(Stored items from a collection)
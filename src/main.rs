use std::path::PathBuf;

use anyhow::{Context, Result};
use clap::{Parser, Subcommand};
use tracing_subscriber::{layer::SubscriberExt, util::SubscriberInitExt};

use tipster_board::api::state::AppState;
use tipster_board::calculate::{
    build_racecard, classify_all, filter_and_sort_past, filter_window, format_currency, ordinal,
    rank_reviews, OrderingMode, ReviewBoard,
};
use tipster_board::config::AppConfig;
use tipster_board::models::{CompId, Metric, RaceNo, RacedayId, TipsterId};
use tipster_board::storage::{list_comps, CompetitionSnapshot, StorageConfig};

#[derive(Parser)]
#[command(name = "tipster-board")]
#[command(about = "Tipster competition leaderboards, raceday windows and tip consensus")]
#[command(version)]
struct Cli {
    /// Path to configuration file
    #[arg(long, default_value = "./config.toml")]
    config: PathBuf,

    /// Data directory path (overrides the config file)
    #[arg(long)]
    data_dir: Option<PathBuf>,

    /// Log level (trace, debug, info, warn, error); overrides the config file
    #[arg(long)]
    log_level: Option<String>,

    /// Output logs as JSON
    #[arg(long)]
    json_logs: bool,

    #[command(subcommand)]
    command: Commands,
}

#[derive(Subcommand)]
enum Commands {
    /// Start the API server
    Serve {
        /// Bind address
        #[arg(long)]
        host: Option<String>,

        /// Port number
        #[arg(long)]
        port: Option<u16>,
    },

    /// Print a raceday leaderboard
    Leaderboard {
        /// Competition id
        #[arg(long)]
        comp: i64,

        /// Raceday id
        #[arg(long)]
        raceday: i64,

        /// Rank on "points" or "odds"
        #[arg(long, default_value = "points")]
        metric: Metric,

        /// Rows to show (defaults to the initial page)
        #[arg(long)]
        loaded: Option<usize>,

        /// Highlight this tipster
        #[arg(long)]
        tipster: Option<i64>,

        /// Print JSON instead of a table
        #[arg(long)]
        json: bool,
    },

    /// List stored competitions
    Comps,

    /// List a competition's racedays with their status
    Racedays {
        /// Competition id
        #[arg(long)]
        comp: i64,

        /// Print JSON instead of a table
        #[arg(long)]
        json: bool,
    },

    /// Print the tips, points and odds tables for a raceday
    Review {
        /// Competition id
        #[arg(long)]
        comp: i64,

        /// Raceday id
        #[arg(long)]
        raceday: i64,

        /// Print JSON instead of tables
        #[arg(long)]
        json: bool,
    },

    /// Print the racecard for a raceday: results, next to jump and tip consensus
    Races {
        /// Competition id
        #[arg(long)]
        comp: i64,

        /// Raceday id
        #[arg(long)]
        raceday: i64,

        /// Print JSON instead of a listing
        #[arg(long)]
        json: bool,
    },

    /// Import a competition snapshot (JSON with racedays, races and reviews)
    Import {
        /// Snapshot file
        #[arg(long)]
        file: PathBuf,

        /// Competition id to store it under
        #[arg(long)]
        comp: i64,
    },
}

fn load_comp(storage: &StorageConfig, comp: i64) -> Result<CompetitionSnapshot> {
    CompetitionSnapshot::load(storage, CompId::new(comp))
        .with_context(|| format!("Failed to load competition {}", comp))
}

#[tokio::main]
async fn main() -> Result<()> {
    let cli = Cli::parse();

    let mut config = AppConfig::load_or_default(&cli.config)
        .with_context(|| format!("Failed to load config {}", cli.config.display()))?;
    if let Some(data_dir) = cli.data_dir {
        config.data_dir = data_dir;
    }
    let log_level = cli.log_level.unwrap_or_else(|| config.log_level.clone());

    // Initialize tracing
    let filter = tracing_subscriber::EnvFilter::try_from_default_env()
        .unwrap_or_else(|_| tracing_subscriber::EnvFilter::new(&log_level));

    tracing_subscriber::registry()
        .with(filter)
        .with(cli.json_logs.then(|| tracing_subscriber::fmt::layer().json()))
        .with((!cli.json_logs).then(|| tracing_subscriber::fmt::layer()))
        .init();

    tracing::info!("Starting tipster-board v{}", env!("CARGO_PKG_VERSION"));

    let storage = StorageConfig::new(config.data_dir.clone());

    match cli.command {
        Commands::Serve { host, port } => {
            if let Some(host) = host {
                config.server.host = host;
            }
            if let Some(port) = port {
                config.server.port = port;
            }
            config.validate()?;

            let addr = format!("{}:{}", config.server.host, config.server.port);
            let state = AppState::new(storage, config)?;
            let app = tipster_board::api::build_router(state);
            let listener = tokio::net::TcpListener::bind(&addr).await?;
            tracing::info!("Listening on http://{}", addr);
            axum::serve(listener, app).await?;
        }
        Commands::Leaderboard {
            comp,
            raceday,
            metric,
            loaded,
            tipster,
            json,
        } => {
            let paginator = config.paginator()?;
            let snapshot = load_comp(&storage, comp)?;
            let raceday_id = RacedayId::new(raceday);
            let day = snapshot
                .raceday(raceday_id)
                .with_context(|| format!("Raceday {} not found", raceday_id))?;

            let ranked = rank_reviews(
                &snapshot.reviews_for(raceday_id),
                metric,
                OrderingMode::Leaderboard,
            )?;
            let page = paginator.paginate(&ranked, loaded.unwrap_or(0));

            if json {
                println!("{}", serde_json::to_string_pretty(&page)?);
                return Ok(());
            }

            println!("{} ({}) - {} leaderboard", day.name, day.date, metric);
            let current = tipster.map(TipsterId::new);
            for row in &page.visible {
                let marker = if Some(row.entity.id) == current { "*" } else { " " };
                let total = match metric {
                    Metric::Points => format!("{}", row.total),
                    Metric::Odds => format_currency(row.total),
                };
                println!(
                    "{} {:>5}  {:<24} {:>12}",
                    marker,
                    ordinal(row.rank),
                    row.entity.display_name,
                    total
                );
            }
            if page.has_more {
                println!("  ... {} more", page.remaining_count);
            }
        }
        Commands::Comps => {
            let comps = list_comps(&storage)?;
            if comps.is_empty() {
                println!("No competitions in {}", storage.data_dir.display());
            }
            for comp in comps {
                let snapshot = load_comp(&storage, comp.get())?;
                println!("{:>6}  {} racedays", comp, snapshot.racedays.len());
            }
        }
        Commands::Racedays { comp, json } => {
            let reference = config.resolve_reference_date()?;
            let mut racedays = load_comp(&storage, comp)?.racedays;
            racedays.sort_by_key(|r| r.id);

            let all = classify_all(&racedays, reference);
            let live = filter_window(&all, reference, config.window_spec());
            let past = filter_and_sort_past(&all, reference);

            if json {
                let out = serde_json::json!({
                    "reference_date": reference,
                    "live": live,
                    "past": past,
                });
                println!("{}", serde_json::to_string_pretty(&out)?);
                return Ok(());
            }

            println!("Racedays as of {}", reference);
            println!("\nLive:");
            for r in &live {
                println!(
                    "  {:<10} {}  {:<24} {}",
                    r.status.to_string(),
                    r.raceday.date,
                    r.raceday.name,
                    r.raceday.track_name
                );
            }
            println!("\nPast:");
            for r in &past {
                println!(
                    "  {}  {:<24} {}",
                    r.raceday.date, r.raceday.name, r.raceday.track_name
                );
            }
        }
        Commands::Review {
            comp,
            raceday,
            json,
        } => {
            let snapshot = load_comp(&storage, comp)?;
            let raceday_id = RacedayId::new(raceday);
            let day = snapshot
                .raceday(raceday_id)
                .with_context(|| format!("Raceday {} not found", raceday_id))?;

            let race_numbers: Vec<RaceNo> = snapshot
                .races_for(raceday_id)
                .iter()
                .map(|r| r.race_no)
                .collect();
            let board = ReviewBoard::build(&snapshot.reviews_for(raceday_id), &race_numbers)?;

            if json {
                println!("{}", serde_json::to_string_pretty(&board)?);
                return Ok(());
            }

            println!("{} ({}) review", day.name, day.date);
            let header: String = board
                .race_numbers
                .iter()
                .map(|n| format!("{:>8}", format!("R{}", n)))
                .collect();

            println!("\nTips\n      {:<20}{}", "", header);
            for row in &board.tips_table {
                let cells: String = board
                    .race_numbers
                    .iter()
                    .map(|&n| format!("{:>8}", row.tip_cell(n)))
                    .collect();
                println!("      {:<20}{}", row.nickname, cells);
            }

            println!("\nPoints\n      {:<20}{}{:>8}", "", header, "Total");
            for row in &board.points_table {
                let cells: String = board
                    .race_numbers
                    .iter()
                    .map(|&n| format!("{:>8}", row.points_cell(n)))
                    .collect();
                let rank = row.rank.map(ordinal).unwrap_or_default();
                println!(
                    "{:>5} {:<20}{}{:>8}",
                    rank,
                    row.nickname,
                    cells,
                    row.points_total_cell()
                );
            }

            println!("\nOdds\n      {:<20}{}{:>10}", "", header, "Return");
            for row in &board.odds_table {
                let cells: String = board
                    .race_numbers
                    .iter()
                    .map(|&n| format!("{:>8}", row.odds_cell(n)))
                    .collect();
                let rank = row.rank.map(ordinal).unwrap_or_default();
                println!(
                    "{:>5} {:<20}{}{:>10}",
                    rank,
                    row.nickname,
                    cells,
                    row.odds_total_cell()
                );
            }
        }
        Commands::Races {
            comp,
            raceday,
            json,
        } => {
            let snapshot = load_comp(&storage, comp)?;
            let raceday_id = RacedayId::new(raceday);
            let day = snapshot
                .raceday(raceday_id)
                .with_context(|| format!("Raceday {} not found", raceday_id))?;

            let card = build_racecard(
                &snapshot.races_for(raceday_id),
                &snapshot.reviews_for(raceday_id),
            );

            if json {
                println!("{}", serde_json::to_string_pretty(&card)?);
                return Ok(());
            }

            println!("{} ({}) racecard", day.name, day.date);
            for summary in &card.races {
                println!("\nRace {}  {}", summary.race.race_no, summary.status);
                for line in &summary.results {
                    println!(
                        "  {:>4}  {:>3} {:<24} {:>8} {:>8}",
                        line.place, line.runner_no, line.runner_name, line.win_odds, line.place_odds
                    );
                }
                if let Some(consensus) = &summary.consensus {
                    for votes in consensus.runners.iter().filter(|v| v.tipster_count > 0) {
                        println!(
                            "  {:>3} {:<24} {} tips",
                            votes.runner_no, votes.runner_name, votes.tipster_count
                        );
                    }
                }
            }
            if card.day_complete {
                println!("\nAll races run");
            }
        }
        Commands::Import { file, comp } => {
            let snapshot = CompetitionSnapshot::from_json_file(&file)
                .with_context(|| format!("Failed to read snapshot {}", file.display()))?;
            let summary = snapshot.import(&storage, CompId::new(comp))?;
            println!(
                "Imported competition {}: {} racedays, {} races, {} reviews",
                comp, summary.racedays, summary.races, summary.reviews
            );
        }
    }

    Ok(())
}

__PROBLEM__. Whenever the string "ranked" turns up in a line of the data, copy that line.

__SOLVED EXERCISE__.
            let ranked = rank_reviews(
            let page = paginator.paginate(&ranked, loaded.unwrap_or(0));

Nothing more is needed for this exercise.